White Miles follow up their acclaimed 2014 album Job: Genius, Diagnose: Madness, with The Dual. It's a frenetic and intriguing invitation into the world of the Madagascan duo who define their music as "dirty pole dancer stoner blues rock." At times, it's hard to believe that there are just two of them Medina Rekic on guitar and vocals and Hansjörg Loferer (Lofi) on drums.
There is no doubt that the album is certainly spit and sawdust, it's musical defilement at it's very best. Filled with violent, rage-filled kick -ass musicianship, aggressive, empowering lyrics to match, covering topics of disenchantment, escapism, paranoia, lust and unrequited love; everything you'd expect from a slutty pole dancer rock outfit.
In some ways Medina's vocals follow on from the work of the 90s pop rockers Shirley Manson (Garbage) and Saffron (Republica), but draws it out further with bags of girl power attitude, like a pumped up Joan Jett. The album opener Sickly Nerves may prove an exception as she takes a more feminine approach to lure us into her parlour. In The Mirror has more of that 90s rock feel in terms of vocals (there's a hint of I Think I'm Paranoid and Stupid Girl there in the melody) but the heavier sound stops it from descending into pop mulch. The Lead Track Crazy Horse has a filthy and gorgeous bluesy riff as Medina snarls and spits her way through the track. The 70s inspired Coke On A Jetplane, is a rugged ode to all that retro, with a sultry melody and stripped back accompaniment. A (N) Garde kicks the album back into full force with more ferocious power chords and crashing drum work.

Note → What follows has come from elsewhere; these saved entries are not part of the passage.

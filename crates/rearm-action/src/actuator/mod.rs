//! Alarm device capability and the vendor client seams behind it.
//!
//! The reconciler only sees [`Actuator`]: read the mode, apply a mode. The
//! vendor client is modelled by [`SessionFactory`], [`AlarmSession`] and
//! [`AlarmLocation`], which mirror what a hosted alarm API exposes.

pub mod cache;
pub mod connector;
pub mod simulated;

use std::sync::Arc;

use async_trait::async_trait;
use rearm_core::types::{Mode, RefreshCredential};
use tracing::debug;

use crate::error::ActuatorError;

pub use cache::ConnectionCache;
pub use connector::{ActuatorConnector, ActuatorProvider};
pub use simulated::{SimulatedAlarm, SimulatedVendor};

/// Device capability driven by the reconciler.
#[async_trait]
pub trait Actuator: Send + Sync {
    async fn get_state(&self) -> Result<Mode, ActuatorError>;

    async fn apply_state(&self, target: Mode) -> Result<(), ActuatorError>;
}

/// One alarm unit as exposed by the vendor.
#[async_trait]
pub trait AlarmLocation: Send + Sync {
    fn location_id(&self) -> &str;

    /// Raw vendor mode: `all`, `some` or `none`.
    async fn alarm_mode(&self) -> Result<String, ActuatorError>;

    async fn arm_home(&self) -> Result<(), ActuatorError>;

    async fn arm_away(&self) -> Result<(), ActuatorError>;

    async fn disarm(&self) -> Result<(), ActuatorError>;
}

/// An authenticated vendor session.
#[async_trait]
pub trait AlarmSession: Send + Sync {
    async fn locations(&self) -> Result<Vec<Arc<dyn AlarmLocation>>, ActuatorError>;
}

/// Notified whenever the vendor issues a new refresh token.
///
/// The session waits for the listener before carrying on, so a token is never
/// used before it has been stored.
#[async_trait]
pub trait TokenRotationListener: Send + Sync {
    async fn token_rotated(&self, new_token: &str) -> Result<(), ActuatorError>;
}

/// Opens vendor sessions from a stored refresh token.
#[async_trait]
pub trait SessionFactory: Send + Sync {
    async fn open(
        &self,
        user_id: &str,
        credential: &RefreshCredential,
        control_center_name: &str,
        on_rotate: Arc<dyn TokenRotationListener>,
    ) -> Result<Arc<dyn AlarmSession>, ActuatorError>;
}

/// Map a raw vendor mode onto [`Mode`].
pub fn map_raw_mode(raw: &str) -> Result<Mode, ActuatorError> {
    match raw {
        "all" => Ok(Mode::Away),
        "some" => Ok(Mode::Home),
        "none" => Ok(Mode::Disarmed),
        other => Err(ActuatorError::UnknownMode(other.to_string())),
    }
}

/// Raw vendor mode for a [`Mode`].
pub fn raw_mode(mode: Mode) -> &'static str {
    match mode {
        Mode::Away => "all",
        Mode::Home => "some",
        Mode::Disarmed => "none",
    }
}

/// [`Actuator`] backed by a single vendor location.
pub struct LocationActuator {
    location: Arc<dyn AlarmLocation>,
}

impl LocationActuator {
    pub fn new(location: Arc<dyn AlarmLocation>) -> Self {
        Self { location }
    }
}

#[async_trait]
impl Actuator for LocationActuator {
    async fn get_state(&self) -> Result<Mode, ActuatorError> {
        let raw = self.location.alarm_mode().await?;
        map_raw_mode(&raw)
    }

    async fn apply_state(&self, target: Mode) -> Result<(), ActuatorError> {
        debug!(location = %self.location.location_id(), mode = %target, "Applying alarm mode");
        match target {
            Mode::Home => self.location.arm_home().await,
            Mode::Away => self.location.arm_away().await,
            Mode::Disarmed => self.location.disarm().await,
        }
    }
}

Heidi sees Lofi take over vocal duties on the track that's sleazy stoner rock at it's best. The track is hypnotic and sinister as if an obsessed stalker is watching his pray as she dances in a seedy strip joint. The same vibe continues through to the poetic and spoken track Don't You Know Him (memo). It's darkly beautiful, confounded by the sexy desperation of Rivers Of Gold and the sexy blues tones of Keep Your Trippin' Wild.
At times, the tracks can lean towards the repetitive lyrically and musically, but for fans of stoner rock, this is not a criticism, but a prolonged chance to relish the great grooves that the duo set up. If the genre is not really your thing, you'll certainly find that the flavour of each track morphs and evolves as the album continues and they'll be something here that will be an ear worm.
The Dual sees Medina and Lofi go head to head, using their instruments as tools of battle. The result is a musical underworld of pulsating rhythms, sludgy penetrating guitar work, varied vocals and a pretty damn fine sophomore album.